Pitcher Mitch Keller Personifies Why The Pirates Are a Different Team This Season
They’re still not a potential pennant-winning collection but they have an Ace to deal, and that’s progress.
Their 20-8 start was as unanticipated as it was impossible to trust, and the 1-9 implosion that followed seems confirmation enough these are indeed the same old Bucs.
But they’re not.
For starters, this year’s Pirates have an Ace.
Mitch Keller has established at least that much in the wake of a performance on Monday night at PNC Park that has the potential to resonate beyond the snapping of a seven-game losing streak, beyond this week and beyond the rest of this season.
Keller’s four-hit, eight-strikeout domination of Colorado put the exclamation point on how far he’s continued to come since last September.
That was when Keller had finally started to consistently approach realizing the long-elusive ceiling the Pirates had been waiting on ever since they drafted him in the second round in 2014.
It’s been more of the same this season, a steady collection of efforts that have suggested Keller may yet be “that guy” after all.
Monday night’s masterpiece took Keller to yet another level in terms of what he did, and when he did it.
The Bucs desperately needed a starting pitcher to draw a line in the sand and once and for all do something about a losing streak that needed to be stopped.
Keller responded with a nine-inning shutout, something no Pirates pitcher had been able to produce since 2018 and something only four other pitchers in Major League Baseball had achieved this season (one of the four was a guy named Gerrit Cole).
“That’s what guys that start on opening day do,” manager Derek Shelton emphasized.

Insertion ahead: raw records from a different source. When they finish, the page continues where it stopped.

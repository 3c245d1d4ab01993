//! Playback-related domain models

use crate::types::KeyPointId;
use serde::{Deserialize, Serialize};
use std::fmt;

/// Slowest speed offered to the listener
pub const MIN_SPEED: f32 = 0.5;

/// Fastest speed offered to the listener
pub const MAX_SPEED: f32 = 2.0;

/// Speeds offered as one-tap choices
pub const SPEED_PRESETS: [f32; 4] = [0.8, 1.0, 1.2, 1.5];

/// Snapshot of what the player is doing right now
///
/// Produced continuously while a session is open. `duration_ms` stays 0
/// until the player has measured the current track.
#[derive(Debug, Clone, Copy, PartialEq, Serialize, Deserialize)]
pub struct PlaybackStatus {
    pub position_ms: u64,
    pub duration_ms: u64,
    pub current_key_point_id: Option<KeyPointId>,
    pub speed: f32,
}

impl PlaybackStatus {
    /// Returns true once the player has reported a track duration
    pub fn has_duration(&self) -> bool {
        self.duration_ms > 0
    }
}

impl Default for PlaybackStatus {
    fn default() -> Self {
        Self {
            position_ms: 0,
            duration_ms: 0,
            current_key_point_id: None,
            speed: 1.0,
        }
    }
}

/// Coarse state of a playback session
///
/// `Initial -> {Playing, Paused} -> Error -> {Playing, Paused}`. Leaving
/// `Error` only happens when the listener moves to another track.
#[derive(Debug, Clone, Copy, PartialEq, Eq, Hash, Default, Serialize, Deserialize)]
pub enum SessionState {
    #[default]
    Initial,
    Playing,
    Paused,
    Error,
}

impl SessionState {
    pub fn is_playing(&self) -> bool {
        matches!(self, Self::Playing)
    }

    pub fn is_error(&self) -> bool {
        matches!(self, Self::Error)
    }
}

impl fmt::Display for SessionState {
    fn fmt(&self, f: &mut fmt::Formatter<'_>) -> fmt::Result {
        match self {
            Self::Initial => write!(f, "initial"),
            Self::Playing => write!(f, "playing"),
            Self::Paused => write!(f, "paused"),
            Self::Error => write!(f, "error"),
        }
    }
}

/// Adds `delta` to `current`, rounds to one decimal and keeps the result
/// inside `[MIN_SPEED, MAX_SPEED]`
pub fn step_speed(current: f32, delta: f32) -> f32 {
    let stepped = ((current + delta) * 10.0).round() / 10.0;
    stepped.clamp(MIN_SPEED, MAX_SPEED)
}
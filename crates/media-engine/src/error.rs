// FILE: crates/media-engine/src/error.rs

use thiserror::Error;

#[derive(Error, Debug)]
pub enum EngineError {
    #[error("Invalid input: {0}")]
    InvalidInput(String),

    #[error("Player not connected: {0}")]
    NotConnected(String),

    #[error("Player unavailable: {0}")]
    PlayerUnavailable(String),
}

pub type EngineResult<T> = Result<T, EngineError>;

Alas, Keller can only start once every five days.
But all is not yet lost, despite all current evidence to the contrary.
The Pirates lost the next two games after Keller authored a respectable Cole impersonation and ultimately lost the series to the Rockies.
But they’re still 16-3 when their starting pitcher manages to pitch at least six innings.

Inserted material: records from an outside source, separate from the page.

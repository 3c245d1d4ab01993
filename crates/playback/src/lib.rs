//! Keypoint playback - the playback screen's state and intent loop
//!
//! [`PlaybackViewModel`] turns [`PlaybackIntent`]s into repository commands
//! and folds what the player reports into a [`ScreenState`].

pub mod contract;
pub mod repository;
pub mod view_model;

pub use contract::{PlaybackEvent, PlaybackIntent, ScreenState};
pub use repository::{BookPlaybackRepository, PlaybackRepository};
pub use view_model::PlaybackViewModel;
//! Playback session controller
//!
//! Owns at most one connected player. Player callbacks are folded into a
//! [`PlaybackStatus`] and a [`SessionState`] published through watch
//! channels; the status stream combines the former with the player position
//! sampled on a fixed interval.

use crate::error::{EngineError, EngineResult};
use crate::media_item::track_list;
use crate::player::{MediaPlayer, PlayerFactory, PlayerFailure, PlayerListener, PlayerSnapshot};
use futures::stream::{self, Stream};
use keypoint_core::{Book, KeyPointId, PlaybackStatus, SessionState};
use parking_lot::Mutex;
use std::sync::atomic::{AtomicU64, Ordering};
use std::sync::{Arc, Weak};
use std::time::Duration;
use tokio::sync::watch;
use tokio::time::{interval_at, Instant, Interval, MissedTickBehavior};

const LOG_TARGET: &str = "keypoint::session";

/// How often the player position is sampled
pub const DEFAULT_POSITION_POLL: Duration = Duration::from_secs(1);

struct ActiveSession {
    generation: u64,
    player: Box<dyn MediaPlayer>,
}

struct Shared {
    slot: Mutex<Option<ActiveSession>>,
    /// Bumped whenever a session starts or ends
    generation: AtomicU64,
    status: watch::Sender<PlaybackStatus>,
    state: watch::Sender<SessionState>,
}

impl Shared {
    fn is_current(&self, generation: u64) -> bool {
        self.generation.load(Ordering::SeqCst) == generation
    }

    fn sample_position(&self, generation: u64) -> Option<u64> {
        let slot = self.slot.lock();
        match slot.as_ref() {
            Some(session) if session.generation == generation => {
                Some(session.player.current_position())
            }
            _ => None,
        }
    }
}

/// Drives one playback session at a time
pub struct SessionController {
    factory: Arc<dyn PlayerFactory>,
    shared: Arc<Shared>,
    poll_interval: Duration,
}

impl SessionController {
    pub fn new(factory: Arc<dyn PlayerFactory>) -> Self {
        Self::with_poll_interval(factory, DEFAULT_POSITION_POLL)
    }

    pub fn with_poll_interval(factory: Arc<dyn PlayerFactory>, poll_interval: Duration) -> Self {
        let (status, _) = watch::channel(PlaybackStatus::default());
        let (state, _) = watch::channel(SessionState::Initial);

        Self {
            factory,
            shared: Arc::new(Shared {
                slot: Mutex::new(None),
                generation: AtomicU64::new(0),
                status,
                state,
            }),
            poll_interval: poll_interval.max(Duration::from_millis(1)),
        }
    }

    /// Starts a session for `book`, replacing any running one
    ///
    /// The queue holds every key point in order and starts on the one whose
    /// position is `start_position`, or on the first key point when no key
    /// point has that position. The returned stream ends when the session is
    /// removed or replaced.
    pub fn init_session(
        &self,
        book: &Book,
        start_position: u32,
    ) -> EngineResult<impl Stream<Item = PlaybackStatus> + Send + 'static> {
        if book.is_empty() {
            return Err(EngineError::InvalidInput(format!(
                "book {} has no key points",
                book.id
            )));
        }

        let start_index = book.index_of_position(start_position).unwrap_or_else(|| {
            log::warn!(
                target: LOG_TARGET,
                "No key point at position {} in book {}, starting from the first one",
                start_position,
                book.id
            );
            0
        });

        self.remove_session();
        let generation = self.shared.generation.fetch_add(1, Ordering::SeqCst) + 1;
        self.shared.state.send_replace(SessionState::Initial);
        self.shared.status.send_replace(PlaybackStatus::default());

        let mut player = self.factory.connect()?;
        if !player.is_connected() {
            player.release();
            return Err(EngineError::NotConnected(format!(
                "player for book {} is not connected",
                book.id
            )));
        }

        player.add_listener(Arc::new(SessionListener {
            generation,
            shared: Arc::downgrade(&self.shared),
        }));
        player.clear_media_items();
        player.set_media_items(track_list(book), start_index);
        player.prepare();
        player.set_play_when_ready(true);
        player.play();

        *self.shared.slot.lock() = Some(ActiveSession { generation, player });
        log::debug!(
            target: LOG_TARGET,
            "Session {} started for book {} at index {}",
            generation,
            book.id,
            start_index
        );

        Ok(self.status_stream(generation))
    }

    fn status_stream(&self, generation: u64) -> impl Stream<Item = PlaybackStatus> + Send + 'static {
        let mut ticker = interval_at(Instant::now() + self.poll_interval, self.poll_interval);
        ticker.set_missed_tick_behavior(MissedTickBehavior::Delay);

        let feed = StatusFeed {
            shared: Arc::clone(&self.shared),
            status: self.shared.status.subscribe(),
            ticker,
            generation,
            position_ms: None,
        };

        stream::unfold(feed, |mut feed| async move {
            let status = feed.next_status().await?;
            Some((status, feed))
        })
    }

    /// Session state changes, starting from the current state
    pub fn state_stream(&self) -> watch::Receiver<SessionState> {
        self.shared.state.subscribe()
    }

    pub fn current_state(&self) -> SessionState {
        *self.shared.state.borrow()
    }

    pub fn has_session(&self) -> bool {
        self.shared.slot.lock().is_some()
    }

    pub fn play(&self) {
        self.with_player("play", |player| player.play());
    }

    pub fn pause(&self) {
        self.with_player("pause", |player| player.pause());
    }

    pub fn change_speed(&self, speed: f32) {
        self.with_player("change_speed", |player| player.set_playback_speed(speed));
    }

    pub fn seek_track(&self, position_ms: u64) {
        self.with_player("seek_track", |player| player.seek_to(position_ms));
    }

    /// Moves to the previous item, resuming playback if the player had failed
    pub fn previous_track(&self) {
        self.change_track("previous_track", |player| player.seek_to_previous());
    }

    /// Moves to the next item, resuming playback if the player had failed
    pub fn next_track(&self) {
        self.change_track("next_track", |player| player.seek_to_next());
    }

    /// Pauses and releases the player. Does nothing without a session.
    pub fn remove_session(&self) {
        let session = self.shared.slot.lock().take();
        if let Some(mut session) = session {
            self.shared.generation.fetch_add(1, Ordering::SeqCst);
            session.player.pause();
            session.player.release();
            log::debug!(target: LOG_TARGET, "Session {} removed", session.generation);
        }
    }

    fn change_track(&self, name: &str, seek: impl FnOnce(&mut dyn MediaPlayer)) {
        let recovering = self.current_state().is_error();
        if !self.with_player(name, seek) {
            return;
        }

        if recovering {
            log::debug!(target: LOG_TARGET, "Resuming after player error");
            self.shared.state.send_replace(SessionState::Paused);
            self.play();
        }
    }

    fn with_player(&self, name: &str, f: impl FnOnce(&mut dyn MediaPlayer)) -> bool {
        let mut slot = self.shared.slot.lock();
        match slot.as_mut() {
            Some(session) => {
                f(session.player.as_mut());
                true
            }
            None => {
                log::debug!(target: LOG_TARGET, "Ignoring {}: no active session", name);
                false
            }
        }
    }
}

impl Drop for SessionController {
    fn drop(&mut self) {
        self.remove_session();
    }
}

struct StatusFeed {
    shared: Arc<Shared>,
    status: watch::Receiver<PlaybackStatus>,
    ticker: Interval,
    generation: u64,
    position_ms: Option<u64>,
}

impl StatusFeed {
    async fn next_status(&mut self) -> Option<PlaybackStatus> {
        loop {
            tokio::select! {
                changed = self.status.changed() => {
                    changed.ok()?;
                    if !self.shared.is_current(self.generation) {
                        return None;
                    }
                    // Nothing is emitted before the first position sample
                    if let Some(position_ms) = self.position_ms {
                        return Some(self.combine(position_ms));
                    }
                }
                _ = self.ticker.tick() => {
                    let position_ms = self.shared.sample_position(self.generation)?;
                    self.position_ms = Some(position_ms);
                    return Some(self.combine(position_ms));
                }
            }
        }
    }

    fn combine(&mut self, position_ms: u64) -> PlaybackStatus {
        PlaybackStatus {
            position_ms,
            ..*self.status.borrow_and_update()
        }
    }
}

struct SessionListener {
    generation: u64,
    shared: Weak<Shared>,
}

impl SessionListener {
    fn live(&self) -> Option<Arc<Shared>> {
        let shared = self.shared.upgrade()?;
        shared.is_current(self.generation).then_some(shared)
    }
}

impl PlayerListener for SessionListener {
    fn on_player_error(&self, failure: &PlayerFailure) {
        if let Some(shared) = self.live() {
            log::error!(target: LOG_TARGET, "Player error: {}", failure);
            shared.state.send_replace(SessionState::Error);
        }
    }

    fn on_is_playing_changed(&self, is_playing: bool) {
        let Some(shared) = self.live() else {
            return;
        };
        let next = if is_playing {
            SessionState::Playing
        } else {
            SessionState::Paused
        };

        // Only a track change leaves the error state
        shared.state.send_if_modified(|state| {
            if state.is_error() || *state == next {
                return false;
            }
            *state = next;
            true
        });
    }

    fn on_playback_parameters_changed(&self, speed: f32) {
        if let Some(shared) = self.live() {
            shared.status.send_modify(|status| status.speed = speed);
        }
    }

    fn on_events(&self, snapshot: &PlayerSnapshot) {
        let Some(shared) = self.live() else {
            return;
        };
        let Some(media_id) = snapshot.current_media_id.as_deref() else {
            return;
        };

        match media_id.parse::<KeyPointId>() {
            Ok(key_point_id) => shared.status.send_modify(|status| {
                status.current_key_point_id = Some(key_point_id);
                status.duration_ms = snapshot.duration_ms.unwrap_or(0);
            }),
            Err(_) => log::warn!(target: LOG_TARGET, "Unrecognized media id {}", media_id),
        }
    }
}
// Compute provider boundary. The fleet controller only sees this trait.

mod error;
mod openstack;

pub use error::CloudError;
pub use openstack::{OpenStackRepo, parse_launched_at};

use async_trait::async_trait;

use crate::config::CloudConfig;
use crate::models::ServerSummary;

/// Everything needed to boot one game VM.
#[derive(Debug, Clone, PartialEq, Eq)]
pub struct ServerSpec {
    pub name: String,
    pub image_id: String,
    pub flavor_id: String,
    pub network_id: String,
    pub keypair_name: String,
    pub security_group: String,
}

impl ServerSpec {
    pub fn from_config(name: impl Into<String>, cloud: &CloudConfig) -> Self {
        Self {
            name: name.into(),
            image_id: cloud.image_id.clone(),
            flavor_id: cloud.flavor_id.clone(),
            network_id: cloud.network_id.clone(),
            keypair_name: cloud.keypair_name.clone(),
            security_group: cloud.security_group.clone(),
        }
    }
}

#[async_trait]
pub trait CloudProvider: Send + Sync {
    /// All servers in the project, manager nodes included.
    async fn list_servers(&self) -> Result<Vec<ServerSummary>, CloudError>;

    /// Returns the new server's id.
    async fn create_server(&self, spec: &ServerSpec) -> Result<String, CloudError>;

    /// Current status, or `None` once the server no longer exists.
    async fn server_status(&self, id: &str) -> Result<Option<String>, CloudError>;

    async fn delete_server(&self, id: &str) -> Result<(), CloudError>;
}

That, too, is likely an unsustainable pace. But if Keller takes what he was able to do on Monday night and runs with it, if youngsters Roansy Contreras and Johan Oviedo can follow Keller’s lead, and if Vince Velasquez can return sooner rather than later as the Pirates anticipate, they have a chance to be in most games.
And to win their share.
It would help if they remembered how to score runs, how to make the plays in the field they should reasonably be expected to make, and how to stay aggressive without consistently running into outs on the bases.
Big picture-wise, the 21-17 overall record the Pirates have taken with them to Baltimore this weekend feels much more representative than the white-hot start or the current can’t-win-for-losing slog.
There will be more peaks and valleys ahead, more hot and cold and more consistently inconsistent play individually and collectively.
But this is neither a 100-loss team nor one that shouldn’t be expected to get better as the season progresses.
And that’s a welcomed change that can be embraced after 38 games.
Particularly when it’s Mitch Keller’s turn to pitch.